### Task goal
Word for word, transcribe the data below.

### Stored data
Segment Open
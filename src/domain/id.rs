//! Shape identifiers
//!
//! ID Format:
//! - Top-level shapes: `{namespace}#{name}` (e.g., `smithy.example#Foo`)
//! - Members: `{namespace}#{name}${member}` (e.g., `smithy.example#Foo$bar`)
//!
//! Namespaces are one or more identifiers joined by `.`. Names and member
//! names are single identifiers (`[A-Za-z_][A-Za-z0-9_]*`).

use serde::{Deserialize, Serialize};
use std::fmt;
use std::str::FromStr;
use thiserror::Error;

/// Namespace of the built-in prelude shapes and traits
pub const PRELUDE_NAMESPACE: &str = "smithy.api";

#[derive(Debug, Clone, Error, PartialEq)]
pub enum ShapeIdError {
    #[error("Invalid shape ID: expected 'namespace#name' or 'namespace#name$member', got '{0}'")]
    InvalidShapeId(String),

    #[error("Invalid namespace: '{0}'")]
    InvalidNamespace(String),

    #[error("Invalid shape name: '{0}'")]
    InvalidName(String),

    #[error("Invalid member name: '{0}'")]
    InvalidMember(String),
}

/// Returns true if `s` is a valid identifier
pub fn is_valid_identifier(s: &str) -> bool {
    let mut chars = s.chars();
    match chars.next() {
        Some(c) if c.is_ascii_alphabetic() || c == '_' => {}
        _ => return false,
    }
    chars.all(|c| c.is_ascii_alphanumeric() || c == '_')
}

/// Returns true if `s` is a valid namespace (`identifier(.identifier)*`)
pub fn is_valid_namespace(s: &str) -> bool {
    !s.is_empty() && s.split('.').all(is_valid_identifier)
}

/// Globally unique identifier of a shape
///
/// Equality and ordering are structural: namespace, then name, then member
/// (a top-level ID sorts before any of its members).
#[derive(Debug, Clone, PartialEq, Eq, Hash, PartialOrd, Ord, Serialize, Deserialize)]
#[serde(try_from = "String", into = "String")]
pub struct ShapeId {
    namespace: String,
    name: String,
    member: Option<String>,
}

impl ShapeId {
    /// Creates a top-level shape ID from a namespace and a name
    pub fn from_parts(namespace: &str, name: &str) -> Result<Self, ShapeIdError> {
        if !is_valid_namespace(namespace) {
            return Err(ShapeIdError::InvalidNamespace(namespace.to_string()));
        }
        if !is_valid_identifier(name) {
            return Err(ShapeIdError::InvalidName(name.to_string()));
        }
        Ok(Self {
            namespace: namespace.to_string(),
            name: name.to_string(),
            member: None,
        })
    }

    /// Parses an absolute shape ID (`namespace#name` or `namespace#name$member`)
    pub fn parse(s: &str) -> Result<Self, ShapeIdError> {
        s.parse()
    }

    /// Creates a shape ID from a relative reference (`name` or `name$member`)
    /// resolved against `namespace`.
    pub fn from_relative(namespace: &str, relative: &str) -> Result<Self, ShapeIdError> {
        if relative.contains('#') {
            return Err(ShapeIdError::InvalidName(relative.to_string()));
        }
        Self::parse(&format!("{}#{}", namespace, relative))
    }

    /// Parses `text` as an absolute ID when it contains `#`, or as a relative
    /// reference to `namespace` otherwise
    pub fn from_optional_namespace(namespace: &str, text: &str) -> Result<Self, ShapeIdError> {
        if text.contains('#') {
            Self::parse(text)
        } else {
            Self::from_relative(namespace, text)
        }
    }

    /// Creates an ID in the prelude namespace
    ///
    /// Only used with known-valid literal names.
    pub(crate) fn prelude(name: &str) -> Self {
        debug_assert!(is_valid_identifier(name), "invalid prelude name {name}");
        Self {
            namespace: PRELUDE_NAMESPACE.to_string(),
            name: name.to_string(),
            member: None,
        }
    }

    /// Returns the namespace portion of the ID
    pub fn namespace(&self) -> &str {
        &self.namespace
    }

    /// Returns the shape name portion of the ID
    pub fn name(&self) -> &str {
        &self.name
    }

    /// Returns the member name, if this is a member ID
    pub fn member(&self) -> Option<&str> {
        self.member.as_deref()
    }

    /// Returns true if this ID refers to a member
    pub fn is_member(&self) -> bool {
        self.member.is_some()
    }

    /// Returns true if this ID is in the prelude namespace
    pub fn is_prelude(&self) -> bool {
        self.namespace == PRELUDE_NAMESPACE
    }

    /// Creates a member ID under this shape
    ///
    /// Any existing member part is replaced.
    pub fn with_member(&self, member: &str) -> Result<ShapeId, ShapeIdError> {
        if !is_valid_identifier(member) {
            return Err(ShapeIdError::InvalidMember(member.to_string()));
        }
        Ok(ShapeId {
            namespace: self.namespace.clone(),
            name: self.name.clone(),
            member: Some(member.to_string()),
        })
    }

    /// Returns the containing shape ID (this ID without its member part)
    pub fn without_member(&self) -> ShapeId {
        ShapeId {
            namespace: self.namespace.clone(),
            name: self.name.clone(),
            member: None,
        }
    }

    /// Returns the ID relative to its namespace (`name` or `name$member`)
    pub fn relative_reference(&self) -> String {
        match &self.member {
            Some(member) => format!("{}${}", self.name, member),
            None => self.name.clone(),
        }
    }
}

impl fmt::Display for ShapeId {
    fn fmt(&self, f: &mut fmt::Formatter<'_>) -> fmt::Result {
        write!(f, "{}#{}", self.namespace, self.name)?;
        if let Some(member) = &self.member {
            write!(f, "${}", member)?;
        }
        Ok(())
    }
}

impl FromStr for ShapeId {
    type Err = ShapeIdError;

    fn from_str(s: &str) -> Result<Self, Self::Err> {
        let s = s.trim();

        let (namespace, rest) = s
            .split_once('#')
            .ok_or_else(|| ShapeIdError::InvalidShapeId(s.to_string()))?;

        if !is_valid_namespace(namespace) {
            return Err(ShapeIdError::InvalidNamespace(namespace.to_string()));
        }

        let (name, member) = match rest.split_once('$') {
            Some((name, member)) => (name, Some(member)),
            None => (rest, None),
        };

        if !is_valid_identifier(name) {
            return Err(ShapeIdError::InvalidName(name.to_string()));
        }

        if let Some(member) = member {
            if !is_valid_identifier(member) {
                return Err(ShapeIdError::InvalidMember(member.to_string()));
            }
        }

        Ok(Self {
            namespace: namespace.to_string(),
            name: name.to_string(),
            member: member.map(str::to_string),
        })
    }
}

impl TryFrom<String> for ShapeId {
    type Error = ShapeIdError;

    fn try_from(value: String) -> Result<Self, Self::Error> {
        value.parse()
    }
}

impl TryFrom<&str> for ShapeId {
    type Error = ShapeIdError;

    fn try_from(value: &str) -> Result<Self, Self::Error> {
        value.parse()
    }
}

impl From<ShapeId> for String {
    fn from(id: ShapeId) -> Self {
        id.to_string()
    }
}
Segment Closed
### Finished exercise
filename src/domain/id.rs
//! Shape identifiers
//!
//! ID Format:
//! - Top-level shapes: `{namespace}#{name}` (e.g., `smithy.example#Foo`)
//! - Members: `{namespace}#{name}${member}` (e.g., `smithy.example#Foo$bar`)
//!
//! Namespaces are one or more identifiers joined by `.`. Names and member
//! names are single identifiers (`[A-Za-z_][A-Za-z0-9_]*`).

use serde::{Deserialize, Serialize};
use std::fmt;
use std::str::FromStr;
use thiserror::Error;

/// Namespace of the built-in prelude shapes and traits
pub const PRELUDE_NAMESPACE: &str = "smithy.api";

#[derive(Debug, Clone, Error, PartialEq)]
pub enum ShapeIdError {
    #[error("Invalid shape ID: expected 'namespace#name' or 'namespace#name$member', got '{0}'")]
    InvalidShapeId(String),

    #[error("Invalid namespace: '{0}'")]
    InvalidNamespace(String),

    #[error("Invalid shape name: '{0}'")]
    InvalidName(String),

    #[error("Invalid member name: '{0}'")]
    InvalidMember(String),
}

/// Returns true if `s` is a valid identifier
pub fn is_valid_identifier(s: &str) -> bool {
    let mut chars = s.chars();
    match chars.next() {
        Some(c) if c.is_ascii_alphabetic() || c == '_' => {}
        _ => return false,
    }
    chars.all(|c| c.is_ascii_alphanumeric() || c == '_')
}

/// Returns true if `s` is a valid namespace (`identifier(.identifier)*`)
pub fn is_valid_namespace(s: &str) -> bool {
    !s.is_empty() && s.split('.').all(is_valid_identifier)
}

/// Globally unique identifier of a shape
///
/// Equality and ordering are structural: namespace, then name, then member
/// (a top-level ID sorts before any of its members).
#[derive(Debug, Clone, PartialEq, Eq, Hash, PartialOrd, Ord, Serialize, Deserialize)]
#[serde(try_from = "String", into = "String")]
pub struct ShapeId {
    namespace: String,
    name: String,
    member: Option<String>,
}

impl ShapeId {
    /// Creates a top-level shape ID from a namespace and a name
    pub fn from_parts(namespace: &str, name: &str) -> Result<Self, ShapeIdError> {
        if !is_valid_namespace(namespace) {
            return Err(ShapeIdError::InvalidNamespace(namespace.to_string()));
        }
        if !is_valid_identifier(name) {
            return Err(ShapeIdError::InvalidName(name.to_string()));
        }
        Ok(Self {
            namespace: namespace.to_string(),
            name: name.to_string(),
            member: None,
        })
    }

    /// Parses an absolute shape ID (`namespace#name` or `namespace#name$member`)
    pub fn parse(s: &str) -> Result<Self, ShapeIdError> {
        s.parse()
    }

    /// Creates a shape ID from a relative reference (`name` or `name$member`)
    /// resolved against `namespace`.
    pub fn from_relative(namespace: &str, relative: &str) -> Result<Self, ShapeIdError> {
        if relative.contains('#') {
            return Err(ShapeIdError::InvalidName(relative.to_string()));
        }
        Self::parse(&format!("{}#{}", namespace, relative))
    }

    /// Parses `text` as an absolute ID when it contains `#`, or as a relative
    /// reference to `namespace` otherwise
    pub fn from_optional_namespace(namespace: &str, text: &str) -> Result<Self, ShapeIdError> {
        if text.contains('#') {
            Self::parse(text)
        } else {
            Self::from_relative(namespace, text)
        }
    }

    /// Creates an ID in the prelude namespace
    ///
    /// Only used with known-valid literal names.
    pub(crate) fn prelude(name: &str) -> Self {
        debug_assert!(is_valid_identifier(name), "invalid prelude name {name}");
        Self {
            namespace: PRELUDE_NAMESPACE.to_string(),
            name: name.to_string(),
            member: None,
        }
    }

    /// Returns the namespace portion of the ID
    pub fn namespace(&self) -> &str {
        &self.namespace
    }

    /// Returns the shape name portion of the ID
    pub fn name(&self) -> &str {
        &self.name
    }

    /// Returns the member name, if this is a member ID
    pub fn member(&self) -> Option<&str> {
        self.member.as_deref()
    }

    /// Returns true if this ID refers to a member
    pub fn is_member(&self) -> bool {
        self.member.is_some()
    }

    /// Returns true if this ID is in the prelude namespace
    pub fn is_prelude(&self) -> bool {
        self.namespace == PRELUDE_NAMESPACE
    }

    /// Creates a member ID under this shape
    ///
    /// Any existing member part is replaced.
    pub fn with_member(&self, member: &str) -> Result<ShapeId, ShapeIdError> {
        if !is_valid_identifier(member) {
            return Err(ShapeIdError::InvalidMember(member.to_string()));
        }
        Ok(ShapeId {
            namespace: self.namespace.clone(),
            name: self.name.clone(),
            member: Some(member.to_string()),
        })
    }

    /// Returns the containing shape ID (this ID without its member part)
    pub fn without_member(&self) -> ShapeId {
        ShapeId {
            namespace: self.namespace.clone(),
            name: self.name.clone(),
            member: None,
        }
    }

    /// Returns the ID relative to its namespace (`name` or `name$member`)
    pub fn relative_reference(&self) -> String {
        match &self.member {
            Some(member) => format!("{}${}", self.name, member),
            None => self.name.clone(),
        }
    }
}

impl fmt::Display for ShapeId {
    fn fmt(&self, f: &mut fmt::Formatter<'_>) -> fmt::Result {
        write!(f, "{}#{}", self.namespace, self.name)?;
        if let Some(member) = &self.member {
            write!(f, "${}", member)?;
        }
        Ok(())
    }
}

impl FromStr for ShapeId {
    type Err = ShapeIdError;

    fn from_str(s: &str) -> Result<Self, Self::Err> {
        let s = s.trim();

        let (namespace, rest) = s
            .split_once('#')
            .ok_or_else(|| ShapeIdError::InvalidShapeId(s.to_string()))?;

        if !is_valid_namespace(namespace) {
            return Err(ShapeIdError::InvalidNamespace(namespace.to_string()));
        }

        let (name, member) = match rest.split_once('$') {
            Some((name, member)) => (name, Some(member)),
            None => (rest, None),
        };

        if !is_valid_identifier(name) {
            return Err(ShapeIdError::InvalidName(name.to_string()));
        }

        if let Some(member) = member {
            if !is_valid_identifier(member) {
                return Err(ShapeIdError::InvalidMember(member.to_string()));
            }
        }

        Ok(Self {
            namespace: namespace.to_string(),
            name: name.to_string(),
            member: member.map(str::to_string),
        })
    }
}

impl TryFrom<String> for ShapeId {
    type Error = ShapeIdError;

    fn try_from(value: String) -> Result<Self, Self::Error> {
        value.parse()
    }
}

impl TryFrom<&str> for ShapeId {
    type Error = ShapeIdError;

    fn try_from(value: &str) -> Result<Self, Self::Error> {
        value.parse()
    }
}

impl From<ShapeId> for String {
    fn from(id: ShapeId) -> Self {
        id.to_string()
    }
}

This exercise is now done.